Q. How much compensation will I be entitled to?

A. This will depend on a number of factors, there is
usually no set payments for injury. Costs will be determined either in
negotiation with the defendant or their insurer or failing that, a
court. Costs to be considered can be many including medical costs,
therapy and rehabilitation costs, lost income due to the injury and
consequent inability to work, compensation for pain and suffering,
permanent disabilities or disfigurements, loss of social, educational
or training opportunities, damage to property and child care.

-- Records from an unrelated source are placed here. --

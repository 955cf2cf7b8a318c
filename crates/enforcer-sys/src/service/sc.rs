//! Service manager backed by `sc.exe`
//!
//! `sc.exe` exits with the Win32 error code of the failed call, which is how
//! a missing service (1060) and an already running service (1056) are told
//! apart from real failures.
//!
//! Its output is printed in the console code page, so text fields read back
//! from it are lossy. Updates therefore send only the keys whose value
//! differs from the configuration last read; the service manager keeps every
//! field that is not named.

use std::cell::RefCell;
use std::collections::HashMap;

use super::types::{ErrorControl, ServiceConfig, ServiceState, ServiceType, StartType};
use super::{ManagerConnection, ServiceHandle, ServiceManager};
use crate::command::{CommandOutput, CommandRunner, SystemRunner};
use crate::error::{Error, Result};

const SC: &str = "sc.exe";
const REG: &str = "reg";
const ERROR_SERVICE_ALREADY_RUNNING: i32 = 1056;
const ERROR_SERVICE_DOES_NOT_EXIST: i32 = 1060;
/// Buffer size passed to `sc qc`/`sc qdescription` so long values are not truncated
const QUERY_BUFFER: &str = "8192";
const SERVICES_KEY: &str = r"HKLM\SYSTEM\CurrentControlSet\Services";
const DELAYED_VALUE: &str = "DelayedAutostart";

/// [`ServiceManager`] that drives `sc.exe`
#[derive(Debug, Default, Clone)]
pub struct ScServiceManager<R = SystemRunner> {
    runner: R,
}

impl ScServiceManager<SystemRunner> {
    pub fn new() -> Self {
        Self::with_runner(SystemRunner)
    }
}

impl<R> ScServiceManager<R>
where
    R: CommandRunner + Clone + 'static,
{
    pub fn with_runner(runner: R) -> Self {
        Self { runner }
    }
}

impl<R> ServiceManager for ScServiceManager<R>
where
    R: CommandRunner + Clone + 'static,
{
    fn connect(&self) -> Result<Box<dyn ManagerConnection>> {
        tracing::debug!("Connected to service manager");
        Ok(Box::new(ScConnection {
            runner: self.runner.clone(),
        }))
    }
}

/// Connection half of the `sc.exe` backend
#[derive(Debug)]
pub struct ScConnection<R> {
    runner: R,
}

impl<R> ManagerConnection for ScConnection<R>
where
    R: CommandRunner + Clone + 'static,
{
    fn open_service(&self, name: &str) -> Result<Box<dyn ServiceHandle>> {
        let output = self.runner.run(SC, &["query", name])?;
        match output.code {
            Some(0) => {
                tracing::debug!(service = name, "Opened service");
                Ok(Box::new(ScService {
                    runner: self.runner.clone(),
                    name: name.to_string(),
                    last_read: RefCell::new(None),
                }))
            }
            Some(ERROR_SERVICE_DOES_NOT_EXIST) => Err(Error::ServiceNotFound {
                name: name.to_string(),
            }),
            _ => Err(control_error(name, "open", &output)),
        }
    }
}

impl<R> Drop for ScConnection<R> {
    fn drop(&mut self) {
        tracing::debug!("Disconnected from service manager");
    }
}

/// One service opened through `sc.exe`
#[derive(Debug)]
pub struct ScService<R> {
    runner: R,
    name: String,
    /// Configuration as of the last successful read or write
    last_read: RefCell<Option<ServiceConfig>>,
}

impl<R: CommandRunner> ScService<R> {
    fn sc(&self, operation: &str, args: &[&str]) -> Result<CommandOutput> {
        let output = self.runner.run(SC, args)?;
        if output.success() {
            Ok(output)
        } else {
            Err(control_error(&self.name, operation, &output))
        }
    }

    /// `DelayedAutostart` from the service's registry key.
    ///
    /// `sc qc` only prints `(DELAYED)` for automatic services, so the flag of
    /// a manual or disabled service has to be read from the registry. A
    /// missing value means not delayed.
    fn delayed_flag(&self) -> Result<bool> {
        let key = format!(r"{}\{}", SERVICES_KEY, self.name);
        let output = self.runner.run(REG, &["query", &key, "/v", DELAYED_VALUE])?;
        if !output.success() {
            tracing::debug!(service = %self.name, "No delayed-start value, assuming not delayed");
            return Ok(false);
        }
        parse_reg_dword(&output.stdout_lossy(), DELAYED_VALUE).map(|value| value != 0)
    }
}

impl<R: CommandRunner> ServiceHandle for ScService<R> {
    fn name(&self) -> &str {
        &self.name
    }

    fn config(&self) -> Result<ServiceConfig> {
        let qc = self.sc("query config", &["qc", &self.name, QUERY_BUFFER])?;
        let mut config = parse_qc(&qc.stdout_lossy())?;

        let qdesc = self.sc(
            "query description",
            &["qdescription", &self.name, QUERY_BUFFER],
        )?;
        config.description = parse_description(&qdesc.stdout_lossy());
        config.delayed_auto_start |= self.delayed_flag()?;

        *self.last_read.borrow_mut() = Some(config.clone());
        Ok(config)
    }

    fn update_config(&self, config: &ServiceConfig) -> Result<()> {
        let cached = self.last_read.borrow().clone();
        let current = match cached {
            Some(current) => current,
            None => self.config()?,
        };

        let args = config_args(&self.name, &current, config);
        if args.len() > 2 {
            let args: Vec<&str> = args.iter().map(String::as_str).collect();
            self.sc("update config", &args)?;
        }
        if config.description != current.description {
            self.sc(
                "update description",
                &["description", &self.name, &config.description],
            )?;
        }

        *self.last_read.borrow_mut() = Some(config.clone());
        Ok(())
    }

    fn query(&self) -> Result<ServiceState> {
        let output = self.sc("query", &["query", &self.name])?;
        parse_state(&output.stdout_lossy())
    }

    fn start(&self) -> Result<()> {
        let output = self.runner.run(SC, &["start", &self.name])?;
        match output.code {
            Some(0) => Ok(()),
            Some(ERROR_SERVICE_ALREADY_RUNNING) => {
                tracing::debug!(service = %self.name, "Service was already running");
                Ok(())
            }
            _ => Err(control_error(&self.name, "start", &output)),
        }
    }
}

impl<R> Drop for ScService<R> {
    fn drop(&mut self) {
        tracing::debug!(service = %self.name, "Closed service handle");
    }
}

fn control_error(name: &str, operation: &str, output: &CommandOutput) -> Error {
    Error::ServiceControl {
        name: name.to_string(),
        operation: operation.to_string(),
        code: output.code.unwrap_or(-1),
        message: output.diagnostic(),
    }
}

/// Split `KEY : value` lines, folding `: value` continuation lines into the
/// previous key (used by `DEPENDENCIES`).
fn fields(output: &str) -> HashMap<String, Vec<String>> {
    let mut map: HashMap<String, Vec<String>> = HashMap::new();
    let mut last_key: Option<String> = None;

    for line in output.lines() {
        let Some((key, value)) = line.split_once(':') else {
            continue;
        };
        let key = key.trim();
        let value = value.trim().to_string();

        if key.is_empty() {
            if let Some(last) = &last_key {
                map.entry(last.clone()).or_default().push(value);
            }
            continue;
        }

        map.entry(key.to_string()).or_default().push(value);
        last_key = Some(key.to_string());
    }

    map
}

fn first<'a>(fields: &'a HashMap<String, Vec<String>>, key: &str) -> Option<&'a str> {
    fields.get(key).and_then(|v| v.first()).map(String::as_str)
}

fn leading_code(value: &str, radix: u32, what: &str) -> Result<u32> {
    let token = value.split_whitespace().next().unwrap_or("");
    u32::from_str_radix(token, radix)
        .map_err(|_| Error::parse(what, format!("unexpected value '{}'", value)))
}

fn required<'a>(fields: &'a HashMap<String, Vec<String>>, key: &str) -> Result<&'a str> {
    first(fields, key).ok_or_else(|| Error::parse("sc qc output", format!("missing {}", key)))
}

/// Parse `sc qc` output into a [`ServiceConfig`] (description left empty)
pub fn parse_qc(output: &str) -> Result<ServiceConfig> {
    let fields = fields(output);

    // TYPE is printed in hex without a prefix ("10  WIN32_OWN_PROCESS").
    let service_type = ServiceType(leading_code(required(&fields, "TYPE")?, 16, "TYPE")?);

    let start_raw = required(&fields, "START_TYPE")?;
    let start_code = leading_code(start_raw, 10, "START_TYPE")?;
    let start_type = StartType::from_code(start_code)
        .ok_or_else(|| Error::parse("START_TYPE", format!("unknown code {}", start_code)))?;
    let delayed_auto_start = start_raw.contains("(DELAYED)");

    let error_code = leading_code(required(&fields, "ERROR_CONTROL")?, 10, "ERROR_CONTROL")?;
    let error_control = ErrorControl::from_code(error_code)
        .ok_or_else(|| Error::parse("ERROR_CONTROL", format!("unknown code {}", error_code)))?;

    let dependencies = fields
        .get("DEPENDENCIES")
        .map(|deps| deps.iter().filter(|d| !d.is_empty()).cloned().collect())
        .unwrap_or_default();

    Ok(ServiceConfig {
        service_type,
        start_type,
        error_control,
        binary_path: required(&fields, "BINARY_PATH_NAME")?.to_string(),
        load_order_group: first(&fields, "LOAD_ORDER_GROUP").unwrap_or("").to_string(),
        dependencies,
        account: first(&fields, "SERVICE_START_NAME").unwrap_or("").to_string(),
        display_name: first(&fields, "DISPLAY_NAME").unwrap_or("").to_string(),
        description: String::new(),
        delayed_auto_start,
    })
}

/// Parse `sc qdescription` output
///
/// The description runs from the `DESCRIPTION:` label to the end of the
/// output and may span several lines.
pub fn parse_description(output: &str) -> String {
    let mut lines = output.lines();
    let Some(first) = lines.find_map(|line| line.trim_start().strip_prefix("DESCRIPTION:")) else {
        return String::new();
    };

    let mut description = first.trim_start().to_string();
    for line in lines {
        description.push('\n');
        description.push_str(line);
    }
    description.trim_end().to_string()
}

/// Read a `REG_DWORD` value from `reg query ... /v <name>` output
pub fn parse_reg_dword(output: &str, name: &str) -> Result<u32> {
    let raw = output
        .lines()
        .map(str::split_whitespace)
        .find_map(|mut tokens| match (tokens.next(), tokens.next(), tokens.next()) {
            (Some(value), Some("REG_DWORD"), Some(data)) if value.eq_ignore_ascii_case(name) => {
                Some(data)
            }
            _ => None,
        })
        .ok_or_else(|| Error::parse("reg query output", format!("missing {}", name)))?;

    let hex = raw.trim_start_matches("0x").trim_start_matches("0X");
    u32::from_str_radix(hex, 16)
        .map_err(|_| Error::parse(name, format!("unexpected value '{}'", raw)))
}

/// Parse the `STATE` line of `sc query` output
pub fn parse_state(output: &str) -> Result<ServiceState> {
    let fields = fields(output);
    let raw = first(&fields, "STATE")
        .ok_or_else(|| Error::parse("sc query output", "missing STATE"))?;
    let code = leading_code(raw, 10, "STATE")?;
    ServiceState::from_code(code)
        .ok_or_else(|| Error::parse("STATE", format!("unknown code {}", code)))
}

/// Arguments for `sc config` that move `current` to `desired`
///
/// Only keys whose value differs are named. The result is just
/// `["config", name]` when nothing but the description changed.
pub fn config_args(name: &str, current: &ServiceConfig, desired: &ServiceConfig) -> Vec<String> {
    let mut args = vec!["config".to_string(), name.to_string()];
    let mut push = |key: &str, value: &str| {
        args.push(format!("{}=", key));
        args.push(value.to_string());
    };

    if desired.service_type != current.service_type {
        let base_type = ServiceType(desired.service_type.0 & !ServiceType::INTERACTIVE_PROCESS);
        let type_keyword = match base_type {
            ServiceType::OWN_PROCESS => Some("own"),
            ServiceType::SHARE_PROCESS => Some("share"),
            ServiceType::KERNEL_DRIVER => Some("kernel"),
            ServiceType::FILE_SYSTEM_DRIVER => Some("filesys"),
            _ => None,
        };
        if let Some(keyword) = type_keyword {
            push("type", keyword);
            if desired.service_type.is_interactive() {
                push("type", "interact");
            }
        }
    }

    if desired.start_type != current.start_type
        || desired.delayed_auto_start != current.delayed_auto_start
    {
        let start = match desired.start_type {
            StartType::Boot => "boot",
            StartType::System => "system",
            StartType::Automatic if desired.delayed_auto_start => "delayed-auto",
            StartType::Automatic => "auto",
            StartType::Manual => "demand",
            StartType::Disabled => "disabled",
        };
        push("start", start);
    }

    if desired.error_control != current.error_control {
        let error = match desired.error_control {
            ErrorControl::Ignore => "ignore",
            ErrorControl::Normal => "normal",
            ErrorControl::Severe => "severe",
            ErrorControl::Critical => "critical",
        };
        push("error", error);
    }

    if desired.binary_path != current.binary_path {
        push("binPath", &desired.binary_path);
    }
    if desired.load_order_group != current.load_order_group {
        push("group", &desired.load_order_group);
    }
    if desired.dependencies != current.dependencies {
        let depend = if desired.dependencies.is_empty() {
            "/".to_string()
        } else {
            desired.dependencies.join("/")
        };
        push("depend", &depend);
    }
    if desired.account != current.account && !desired.account.is_empty() {
        push("obj", &desired.account);
    }
    if desired.display_name != current.display_name {
        push("DisplayName", &desired.display_name);
    }

    args
}
//! Filesystem abstraction for the Enforcer watchdog
//!
//! Provides read-only existence checks used by the installation probe and
//! format-agnostic loading and saving of the watchdog configuration.

pub mod config;
pub mod error;
pub mod filesystem;
pub mod io;

pub use config::ConfigStore;
pub use error::{Error, Result};
pub use filesystem::{FileSystem, LocalFs};
//! Fakes for elevation, filesystem and process-table access

use std::cell::{Cell, RefCell};
use std::collections::BTreeSet;
use std::ffi::OsString;
use std::io;
use std::path::{Path, PathBuf};

use enforcer_fs::FileSystem;
use enforcer_sys::{Elevation, ProcessTable};

/// Elevation state fixed at construction; relaunch requests are recorded
#[derive(Debug, Default)]
pub struct FakeElevation {
    elevated: bool,
    refuse_relaunch: bool,
    checks: Cell<u32>,
    relaunches: RefCell<Vec<Vec<OsString>>>,
}

impl FakeElevation {
    pub fn new(elevated: bool) -> Self {
        Self {
            elevated,
            ..Self::default()
        }
    }

    pub fn elevated() -> Self {
        Self::new(true)
    }

    pub fn not_elevated() -> Self {
        Self::new(false)
    }

    /// Make every relaunch request fail
    pub fn refuse_relaunch(mut self) -> Self {
        self.refuse_relaunch = true;
        self
    }

    pub fn checks(&self) -> u32 {
        self.checks.get()
    }

    /// Arguments of every relaunch request, in order
    pub fn relaunches(&self) -> Vec<Vec<OsString>> {
        self.relaunches.borrow().clone()
    }
}

impl Elevation for FakeElevation {
    fn is_elevated(&self) -> bool {
        self.checks.set(self.checks.get() + 1);
        self.elevated
    }

    fn relaunch_elevated(&self, args: &[OsString]) -> enforcer_sys::Result<()> {
        if self.refuse_relaunch {
            return Err(enforcer_sys::Error::Launch {
                path: "enforcer".to_string(),
                source: io::Error::new(io::ErrorKind::PermissionDenied, "elevation declined"),
            });
        }
        self.relaunches.borrow_mut().push(args.to_vec());
        Ok(())
    }
}

/// In-memory set of existing directories and files
#[derive(Debug, Default)]
pub struct FakeFs {
    dirs: BTreeSet<PathBuf>,
    files: BTreeSet<PathBuf>,
    failing: bool,
    dir_checks: Cell<u32>,
    file_checks: Cell<u32>,
}

impl FakeFs {
    /// An empty filesystem: nothing exists
    pub fn new() -> Self {
        Self::default()
    }

    /// A directory containing the given file names
    pub fn installed(dir: &Path, files: &[&str]) -> Self {
        files
            .iter()
            .fold(Self::new().with_dir(dir), |fs, name| fs.with_file(dir.join(name)))
    }

    pub fn with_dir(mut self, path: impl Into<PathBuf>) -> Self {
        self.dirs.insert(path.into());
        self
    }

    pub fn with_file(mut self, path: impl Into<PathBuf>) -> Self {
        self.files.insert(path.into());
        self
    }

    /// Make every lookup fail with a permission error
    pub fn failing(mut self) -> Self {
        self.failing = true;
        self
    }

    pub fn dir_checks(&self) -> u32 {
        self.dir_checks.get()
    }

    pub fn file_checks(&self) -> u32 {
        self.file_checks.get()
    }

    fn lookup(&self, set: &BTreeSet<PathBuf>, path: &Path) -> enforcer_fs::Result<bool> {
        if self.failing {
            let source = io::Error::new(io::ErrorKind::PermissionDenied, "access denied");
            return Err(enforcer_fs::Error::io(path, source));
        }
        Ok(set.contains(path))
    }
}

impl FileSystem for FakeFs {
    fn file_exists(&self, path: &Path) -> enforcer_fs::Result<bool> {
        self.file_checks.set(self.file_checks.get() + 1);
        self.lookup(&self.files, path)
    }

    fn dir_exists(&self, path: &Path) -> enforcer_fs::Result<bool> {
        self.dir_checks.set(self.dir_checks.get() + 1);
        self.lookup(&self.dirs, path)
    }
}

/// Process table where launching an executable makes it appear as running
/// after a configurable number of lookups
#[derive(Debug, Default)]
pub struct FakeProcessTable {
    running: RefCell<BTreeSet<String>>,
    starting: RefCell<Vec<(String, u32)>>,
    startup_lookups: u32,
    failing: bool,
    launches: RefCell<Vec<PathBuf>>,
    lookups: Cell<u32>,
}

impl FakeProcessTable {
    pub fn new() -> Self {
        Self::default()
    }

    pub fn with_running(self, name: &str) -> Self {
        self.running.borrow_mut().insert(name.to_string());
        self
    }

    /// Launched processes only show up after this many further lookups
    pub fn with_startup_lookups(mut self, lookups: u32) -> Self {
        self.startup_lookups = lookups;
        self
    }

    /// Make enumeration and launching fail
    pub fn failing(mut self) -> Self {
        self.failing = true;
        self
    }

    pub fn launches(&self) -> Vec<PathBuf> {
        self.launches.borrow().clone()
    }

    pub fn lookups(&self) -> u32 {
        self.lookups.get()
    }

    fn advance_startups(&self) {
        let mut starting = self.starting.borrow_mut();
        let mut running = self.running.borrow_mut();
        starting.retain_mut(|(name, remaining)| {
            if *remaining == 0 {
                running.insert(name.clone());
                false
            } else {
                *remaining -= 1;
                true
            }
        });
    }
}

impl ProcessTable for FakeProcessTable {
    fn find_by_name(&self, name: &str) -> enforcer_sys::Result<bool> {
        self.lookups.set(self.lookups.get() + 1);
        if self.failing {
            return Err(enforcer_sys::Error::CommandFailed {
                program: "tasklist".to_string(),
                code: 1,
                message: "enumeration failed".to_string(),
            });
        }
        self.advance_startups();
        Ok(self.running.borrow().contains(name))
    }

    fn launch(&self, path: &Path, _args: &[&str]) -> enforcer_sys::Result<u32> {
        if self.failing {
            return Err(enforcer_sys::Error::Launch {
                path: path.display().to_string(),
                source: io::Error::new(io::ErrorKind::NotFound, "no such file"),
            });
        }
        self.launches.borrow_mut().push(path.to_path_buf());
        if let Some(name) = path.file_name() {
            let name = name.to_string_lossy().into_owned();
            self.starting.borrow_mut().push((name, self.startup_lookups));
        }
        Ok(4242 + self.launches.borrow().len() as u32)
    }
}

It will also depend on where liability lies, it could be 100% with the
defendant (the persons you are claiming against) or that they are
partially liable, e.g. 75% with the defendant and 25% with the
claimant (you).

Some companies or their loss adjusters may use a damages formula to
estimate your compensation or use it as a figure to begin
negotiation. Typically this might be to add up your 'special damages'
(medical bills) and multiply that by a factor say 1.5-3 or more,
depending on the severity of the injury and then add on loss of
income.

If you are dealing with a loss adjuster remember that they will likely
expect you to negotiate with them so don't be afraid to push for a
better offer. Remember the job of the loss adjuster is to reduce the
cost of settlement to his client (the defendant, hospital or doctor)
by as much as possible.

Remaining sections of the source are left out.